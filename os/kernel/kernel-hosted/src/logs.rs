use kernel_qemu::{DebugSink, QemuLogger};
use kernel_sync::{SpinMutex, SyncOnceCell};
use log::LevelFilter;

/// A sink that keeps everything written to it.
#[derive(Default)]
pub struct CaptureSink {
    buf: SpinMutex<Vec<u8>>,
}

impl CaptureSink {
    /// Everything captured so far.
    #[must_use]
    pub fn contents(&self) -> String {
        String::from_utf8_lossy(&self.buf.lock()).into_owned()
    }

    /// `true` if any captured line contains `needle`.
    #[must_use]
    pub fn contains(&self, needle: &str) -> bool {
        self.contents().lines().any(|l| l.contains(needle))
    }
}

impl DebugSink for CaptureSink {
    fn write_bytes(&self, bytes: &[u8]) {
        self.buf.lock().extend_from_slice(bytes);
    }
}

static CAPTURE: SyncOnceCell<QemuLogger<CaptureSink>> = SyncOnceCell::new();

/// Install a capturing logger at `Trace` level (once per process) and return
/// its sink. Tests of one binary share the sink.
pub fn capture_logs() -> &'static CaptureSink {
    let logger = CAPTURE.get_or_init(|| QemuLogger::new(LevelFilter::Trace, CaptureSink::default()));
    // Another logger may already be installed; capturing is best effort.
    let _ = logger.install();
    logger.sink()
}
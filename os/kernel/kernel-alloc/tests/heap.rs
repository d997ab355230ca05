mod common;

use common::{TestMachine, enter_new_task, with_current};
use kernel_alloc::heap::arena::{ARENA_HEADER_SIZE, ArenaHeader, arena_of};
use kernel_info::memory::{KERNEL_HEAP_START, PAGE_SIZE, USER_VADDR_START};
use kernel_memory_addresses::VirtualAddress;
use kernel_sync::InterruptControl;
use std::sync::Arc;
use std::sync::atomic::{AtomicUsize, Ordering};

#[test]
fn two_small_requests_share_one_arena() {
    let machine = TestMachine::with_pool_frames(16, 16);
    let mm = machine.boot();

    let a = mm.sys_malloc(40).expect("first");
    let b = mm.sys_malloc(40).expect("second");
    assert_eq!(a, KERNEL_HEAP_START + ARENA_HEADER_SIZE);
    assert_eq!(b, a + 64);
    assert_eq!(arena_of(a), arena_of(b));

    // (4096 - 12) / 64 = 63 blocks, two of them in use
    assert_eq!(machine.kernel_arena(arena_of(a)), ArenaHeader::small(2, 61));
    let stats = mm.stats();
    assert_eq!(stats.kernel_used_frames, 1);
    assert_eq!(stats.kernel_free_blocks, 61);
}

#[test]
fn blocks_are_zeroed_on_allocation() {
    let machine = TestMachine::with_pool_frames(16, 16);
    let mm = machine.boot();
    let view = machine.kernel_view();

    // The 1024-byte class holds three blocks per arena.
    let x = mm.sys_malloc(1000).expect("x");
    let _y = mm.sys_malloc(1000).expect("y");
    let _z = mm.sys_malloc(1000).expect("z");
    view.fill(x, 1024, 0xAB);
    mm.sys_free(x);

    assert_eq!(mm.sys_malloc(1000), Some(x));
    assert!((0..1024).step_by(4).all(|off| view.read_u32(x + off) == 0));
}

#[test]
fn size_boundary_between_small_and_large() {
    let machine = TestMachine::with_pool_frames(16, 16);
    let mm = machine.boot();

    let small = mm.sys_malloc(1024).expect("small");
    assert_eq!(machine.kernel_arena(arena_of(small)), ArenaHeader::small(6, 2));

    let large = mm.sys_malloc(1025).expect("large");
    assert_eq!(large.checked_offset_from(arena_of(large)), Some(ARENA_HEADER_SIZE));
    assert_eq!(machine.kernel_arena(arena_of(large)), ArenaHeader::large(1));
}

#[test]
fn large_allocation_frees_exactly_its_pages() {
    let machine = TestMachine::with_pool_frames(16, 16);
    let mm = machine.boot();

    for (size, pages) in [(2000, 1), (4084, 1), (4085, 2), (9000, 3)] {
        let before = mm.stats();
        let ptr = mm.sys_malloc(size).expect("large");
        assert_eq!(machine.kernel_arena(arena_of(ptr)), ArenaHeader::large(pages));
        assert_eq!(mm.stats().kernel_used_frames, before.kernel_used_frames + pages);

        mm.sys_free(ptr);
        assert_eq!(mm.stats(), before);
        assert_eq!(mm.translate(arena_of(ptr)), None);
    }
}

#[test]
fn arena_returns_its_page_once_every_block_is_free() {
    let machine = TestMachine::with_pool_frames(16, 16);
    let mm = machine.boot();

    let blocks: Vec<_> = (0..3).map(|_| mm.sys_malloc(700).expect("block")).collect();
    let arena = arena_of(blocks[0]);
    assert!(blocks.iter().all(|&b| arena_of(b) == arena));
    assert_eq!(mm.stats().kernel_used_frames, 1);

    mm.sys_free(blocks[2]);
    mm.sys_free(blocks[0]);
    assert_eq!(mm.stats().kernel_used_frames, 1);
    assert_eq!(machine.kernel_arena(arena).count, 2);

    mm.sys_free(blocks[1]);
    let stats = mm.stats();
    assert_eq!(stats.kernel_used_frames, 0);
    assert_eq!(stats.kernel_reserved_pages, 0);
    assert_eq!(stats.kernel_free_blocks, 0);
    assert_eq!(mm.translate(arena), None);

    // A fresh arena starts over at the same spot.
    assert_eq!(mm.sys_malloc(700), Some(blocks[0]));
}

#[test]
fn classes_keep_separate_arenas() {
    let machine = TestMachine::with_pool_frames(16, 16);
    let mm = machine.boot();

    let tiny = mm.sys_malloc(1).expect("tiny");
    let medium = mm.sys_malloc(200).expect("medium");
    assert_ne!(arena_of(tiny), arena_of(medium));
    assert_eq!(machine.kernel_arena(arena_of(tiny)).class, Some(0));
    assert_eq!(machine.kernel_arena(arena_of(medium)).class, Some(4));
    assert_eq!(mm.stats().kernel_free_blocks, 254 + 14);
}

#[test]
fn rejects_empty_and_oversized_requests() {
    let machine = TestMachine::with_pool_frames(16, 16);
    let mm = machine.boot();
    assert_eq!(mm.sys_malloc(0), None);
    assert_eq!(mm.sys_malloc(mm.layout().kernel_pool_size()), None);
    assert_eq!(mm.stats().kernel_used_frames, 0);
}

#[test]
fn exhaustion_yields_none() {
    let machine = TestMachine::with_pool_frames(2, 2);
    let mm = machine.boot();
    let big = mm.sys_malloc(5000).expect("two pages");
    assert_eq!(mm.sys_malloc(16), None);
    assert_eq!(mm.sys_malloc(5000), None);

    mm.sys_free(big);
    assert!(mm.sys_malloc(16).is_some());
}

#[test]
fn arena_split_runs_with_interrupts_disabled() {
    let machine = TestMachine::with_pool_frames(16, 16);
    let mm = machine.boot();

    mm.sys_malloc(16).expect("new arena");
    assert_eq!(machine.irq.disable_count(), 1);
    assert!(machine.irq.enabled());

    // Served from the existing arena, no split.
    mm.sys_malloc(16).expect("same arena");
    assert_eq!(machine.irq.disable_count(), 1);
}

#[test]
fn arena_blocks_are_linked_with_interrupts_disabled() {
    let machine = TestMachine::with_pool_frames(16, 16);
    let masked = Arc::new(AtomicUsize::new(0));
    {
        let irq = Arc::clone(&machine.irq);
        let masked = Arc::clone(&masked);
        machine.ram.watch(move |_| {
            if !irq.enabled() {
                masked.fetch_add(1, Ordering::SeqCst);
            }
        });
    }
    let mm = machine.boot();
    assert_eq!(masked.load(Ordering::SeqCst), 0);

    // 255 blocks of 16 bytes, each linked by at least one store.
    mm.sys_malloc(16).expect("new arena");
    let during_split = masked.load(Ordering::SeqCst);
    assert!(during_split >= 255, "only {during_split} accesses ran masked");

    mm.sys_malloc(16).expect("same arena");
    mm.sys_malloc(2000).expect("large arena");
    assert_eq!(masked.load(Ordering::SeqCst), during_split);
}

#[test]
fn arena_split_keeps_interrupts_disabled_if_they_were() {
    let machine = TestMachine::with_pool_frames(16, 16);
    let mm = machine.boot();
    machine.irq.set_enabled(false);

    mm.sys_malloc(32).expect("new arena");
    assert_eq!(machine.irq.disable_count(), 0);
    assert!(!machine.irq.enabled());
}

#[test]
fn user_tasks_have_their_own_heap() {
    let machine = TestMachine::with_pool_frames(16, 16);
    let mm = machine.boot();
    enter_new_task(&mm);
    let kernel_before = mm.stats().kernel_used_frames;

    let p = mm.sys_malloc(100).expect("user block");
    assert_eq!(p, USER_VADDR_START + ARENA_HEADER_SIZE);
    with_current(|space| {
        let header = ArenaHeader::load(&machine.user_view(space), arena_of(p));
        assert_eq!(header, ArenaHeader::small(3, 30));
        assert_eq!(space.classes().free_blocks(), 30);
    });
    let stats = mm.stats();
    assert_eq!(stats.user_used_frames, 1);
    assert_eq!(stats.kernel_free_blocks, 0);
    // plus the page table of the first user slot
    assert_eq!(stats.kernel_used_frames, kernel_before + 1);

    mm.sys_free(p);
    assert_eq!(mm.stats().user_used_frames, 0);
    with_current(|space| assert_eq!(space.classes().free_blocks(), 0));
}

#[test]
fn user_large_allocations_stay_below_the_kernel() {
    let machine = TestMachine::with_pool_frames(16, 16);
    let mm = machine.boot();
    enter_new_task(&mm);

    let p = mm.sys_malloc(3 * PAGE_SIZE).expect("large user block");
    assert!(p < VirtualAddress::new(0xC000_0000));
    assert_eq!(mm.stats().user_used_frames, 4);
    mm.sys_free(p);
    assert_eq!(mm.stats().user_used_frames, 0);
}

#[test]
#[should_panic(expected = "double free")]
fn double_free_is_detected() {
    let machine = TestMachine::with_pool_frames(16, 16);
    let mm = machine.boot();
    let x = mm.sys_malloc(1000).expect("x");
    let _y = mm.sys_malloc(1000).expect("y");
    mm.sys_free(x);
    mm.sys_free(x);
}

#[test]
#[should_panic(expected = "already entirely free")]
fn count_beyond_capacity_is_detected() {
    let machine = TestMachine::with_pool_frames(16, 16);
    let mm = machine.boot();
    let x = mm.sys_malloc(1000).expect("x");
    let count = machine.kernel_phys(arena_of(x) + 4);
    machine.ram.write_u32(count, 3);
    mm.sys_free(x);
}

#[test]
#[should_panic(expected = "impossible large flag")]
fn corrupt_large_flag_is_detected() {
    let machine = TestMachine::with_pool_frames(16, 16);
    let mm = machine.boot();
    let x = mm.sys_malloc(64).expect("x");
    let flag = machine.kernel_phys(arena_of(x) + 8);
    machine.ram.write_u32(flag, 7);
    mm.sys_free(x);
}

#[test]
#[should_panic(expected = "null pointer")]
fn freeing_null_is_fatal() {
    let machine = TestMachine::with_pool_frames(16, 16);
    let mm = machine.boot();
    mm.sys_free(VirtualAddress::new(0));
}

#[test]
#[should_panic(expected = "below the kernel heap")]
fn kernel_free_below_the_heap_is_fatal() {
    let machine = TestMachine::with_pool_frames(16, 16);
    let mm = machine.boot();
    mm.sys_free(VirtualAddress::new(0xC000_1000));
}
//! The memory manager context object.

use crate::error::AllocError;
use crate::frame_pool::FramePool;
use crate::heap::{self, SizeClasses, SplitSection};
use crate::pages::{FrameSource, Pager};
use crate::platform::Platform;
use crate::task::{CurrentTask, UserSpace};
use crate::vspace::VirtualTracker;
use kernel_info::boot::BootInfo;
use kernel_info::layout::{BITMAP_STORAGE_LEN, BITMAP_STORAGE_PHYS, LayoutError, MemoryLayout};
use kernel_info::memory::{KERNEL_HEAP_START, KERNEL_PDE_FIRST, PAGE_DIRECTORY_PHYS};
use kernel_memory_addresses::{PhysicalAddress, PhysicalPage, Size4K, VirtualAddress};
use kernel_sync::{SpinLock, SpinMutex};
use kernel_vmem::{AddressSpace, FrameAlloc, MapError, PageEntryBits, PhysMapper};
use log::{debug, info};

/// Which physical pool a page-level request draws from.
#[derive(Debug, Copy, Clone, Eq, PartialEq)]
pub enum Pool {
    Kernel,
    User,
}

/// Snapshot of the pools, for diagnostics.
#[derive(Debug, Default, Copy, Clone, Eq, PartialEq)]
pub struct MemoryStats {
    pub kernel_free_frames: u32,
    pub kernel_used_frames: u32,
    pub user_free_frames: u32,
    pub user_used_frames: u32,
    /// Pages reserved in the kernel heap window.
    pub kernel_reserved_pages: u32,
    /// Blocks on the kernel's size-class free lists.
    pub kernel_free_blocks: u32,
}

/// State behind the kernel pool lock.
struct KernelSide<'a> {
    frames: FramePool<'a>,
    vspace: VirtualTracker<'a>,
    classes: SizeClasses,
}

/// Page tables for user mappings, taken from the kernel pool one lock at a time.
struct KernelTables<'g, 'a>(&'g SpinMutex<KernelSide<'a>>);

impl FrameAlloc for KernelTables<'_, '_> {
    fn alloc_4k(&mut self) -> Option<PhysicalPage<Size4K>> {
        self.0.lock().frames.alloc_frame()
    }
}

/// Frames of a user request: data from the (locked) user pool, tables from
/// the kernel pool.
struct UserFrames<'g, 'a> {
    pool: &'g mut FramePool<'a>,
    kernel: &'g SpinMutex<KernelSide<'a>>,
}

impl FrameSource for UserFrames<'_, '_> {
    fn take(&mut self) -> Option<PhysicalPage<Size4K>> {
        self.pool.alloc_frame()
    }

    fn give_back(&mut self, page: PhysicalPage<Size4K>) {
        self.pool.free_frame(page);
    }

    fn owns(&self, page: PhysicalPage<Size4K>) -> bool {
        self.pool.contains(page.base())
    }

    fn install<M: PhysMapper>(
        &mut self,
        aspace: &AddressSpace<'_, M>,
        va: VirtualAddress,
        frame: PhysicalPage<Size4K>,
    ) -> Result<(), MapError> {
        let mut tables = KernelTables(self.kernel);
        aspace.map_one(&mut tables, va, frame.base(), PageEntryBits::new_user_rw())
    }
}

type KernelPager<'s, 'a, P> =
    Pager<'s, 'a, <P as Platform>::Mapper, <P as Platform>::Tlb, &'s mut FramePool<'a>>;

type UserPager<'s, 't, 'a, P> =
    Pager<'s, 't, <P as Platform>::Mapper, <P as Platform>::Tlb, UserFrames<'s, 'a>>;

/// Physical pools, the kernel heap window and the kernel heap, plus the
/// machine they run on.
///
/// Two coarse locks guard the state: one per physical pool. The kernel lock
/// also covers the kernel tracker and the kernel size classes. A user task's
/// tracker and size classes are only touched with the user lock held. When
/// both are needed the user lock is taken first.
pub struct MemoryManager<'a, P: Platform> {
    platform: P,
    layout: MemoryLayout,
    kernel: SpinMutex<KernelSide<'a>>,
    user: SpinMutex<FramePool<'a>>,
    split: SpinLock<()>,
}
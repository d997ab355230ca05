use core::fmt::{self, Write};

/// A byte-oriented, best-effort output channel.
pub trait DebugSink {
    fn write_bytes(&self, bytes: &[u8]);
}

impl<S: DebugSink + ?Sized> DebugSink for &S {
    fn write_bytes(&self, bytes: &[u8]) {
        (**self).write_bytes(bytes);
    }
}

/// `core::fmt::Write` adapter over a [`DebugSink`].
pub struct SinkWriter<S>(pub S);

impl<S: DebugSink> Write for SinkWriter<S> {
    #[inline]
    fn write_str(&mut self, s: &str) -> fmt::Result {
        self.0.write_bytes(s.as_bytes());
        Ok(())
    }
}

/// QEMU's debug console on I/O port `0x402`.
#[derive(Debug, Default, Copy, Clone)]
pub struct Debugcon;

impl Debugcon {
    /// The port number for QEMU's debug port.
    pub const PORT: u16 = 0x402;
}

#[cfg(all(feature = "enabled", any(target_arch = "x86", target_arch = "x86_64")))]
impl DebugSink for Debugcon {
    #[inline]
    fn write_bytes(&self, bytes: &[u8]) {
        for &b in bytes {
            unsafe {
                core::arch::asm!(
                    "out dx, al",
                    in("dx") Self::PORT,
                    in("al") b,
                    options(nomem, nostack, preserves_flags)
                );
            }
        }
    }
}

#[cfg(not(all(feature = "enabled", any(target_arch = "x86", target_arch = "x86_64"))))]
impl DebugSink for Debugcon {
    #[inline]
    fn write_bytes(&self, _bytes: &[u8]) {
        // no-op when the port is unavailable
    }
}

━━━━━━━━━━━━━━━━━━━━

- [WHAT NEEDS TO BE DONE]: Using the records above, pull out each line where the word "PhysMapper" occurs.

- [SOLVED EXERCISE]:
use kernel_vmem::{AddressSpace, FrameAlloc, MapError, PageEntryBits, PhysMapper};
    fn install<M: PhysMapper>(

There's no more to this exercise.